Start of Data for this exercise

use std::time::Duration;

use anyhow::{Context, Result};

use crate::usage::models::QuotaPolicy;

/// Application configuration loaded from environment variables.
/// Fails at startup if required variables are missing or malformed.
#[derive(Debug, Clone)]
pub struct Config {
    /// Unset runs the service on in-memory stores (local development only).
    pub database_url: Option<String>,
    pub openai_api_key: String,
    pub openai_base_url: String,
    pub port: u16,
    pub rust_log: String,
    /// Upper bound on a single generation call, retries included.
    pub generation_timeout: Duration,
    pub free_plan: QuotaPolicy,
    pub premium_plan: QuotaPolicy,
}

impl Config {
    pub fn from_env() -> Result<Self> {
        dotenvy::dotenv().ok(); // load .env if present; ignore if missing

        Ok(Config {
            database_url: std::env::var("DATABASE_URL")
                .ok()
                .filter(|url| !url.trim().is_empty()),
            openai_api_key: require_env("OPENAI_API_KEY")?,
            openai_base_url: std::env::var("OPENAI_BASE_URL")
                .unwrap_or_else(|_| "https://api.openai.com/v1".to_string()),
            port: parse_env("PORT", 8080)?,
            rust_log: std::env::var("RUST_LOG").unwrap_or_else(|_| "info".to_string()),
            generation_timeout: Duration::from_secs(parse_env("GENERATION_TIMEOUT_SECS", 8)?),
            free_plan: QuotaPolicy {
                max_daily_api_calls: parse_env("FREE_DAILY_API_CALLS", 20)?,
                daily_credits: parse_env("FREE_DAILY_CREDITS", 5)?,
            },
            premium_plan: QuotaPolicy {
                max_daily_api_calls: parse_env("PREMIUM_DAILY_API_CALLS", 200)?,
                daily_credits: parse_env("PREMIUM_DAILY_CREDITS", 100)?,
            },
        })
    }
}

fn require_env(key: &str) -> Result<String> {
    std::env::var(key).with_context(|| format!("Required environment variable '{key}' is not set"))
}

fn parse_env<T>(key: &str, default: T) -> Result<T>
where
    T: std::str::FromStr,
    T::Err: std::error::Error + Send + Sync + 'static,
{
    match std::env::var(key) {
        Ok(raw) => raw
            .trim()
            .parse::<T>()
            .with_context(|| format!("Environment variable '{key}' has an invalid value: {raw}")),
        Err(_) => Ok(default),
    }
}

End of Data for this exercise

- _Exercise brief_:
Search the data above for "Duration" and copy every line where it turns up.

- _Answer to the problem_:
use std::time::Duration;
    pub generation_timeout: Duration,
            generation_timeout: Duration::from_secs(parse_env("GENERATION_TIMEOUT_SECS", 8)?),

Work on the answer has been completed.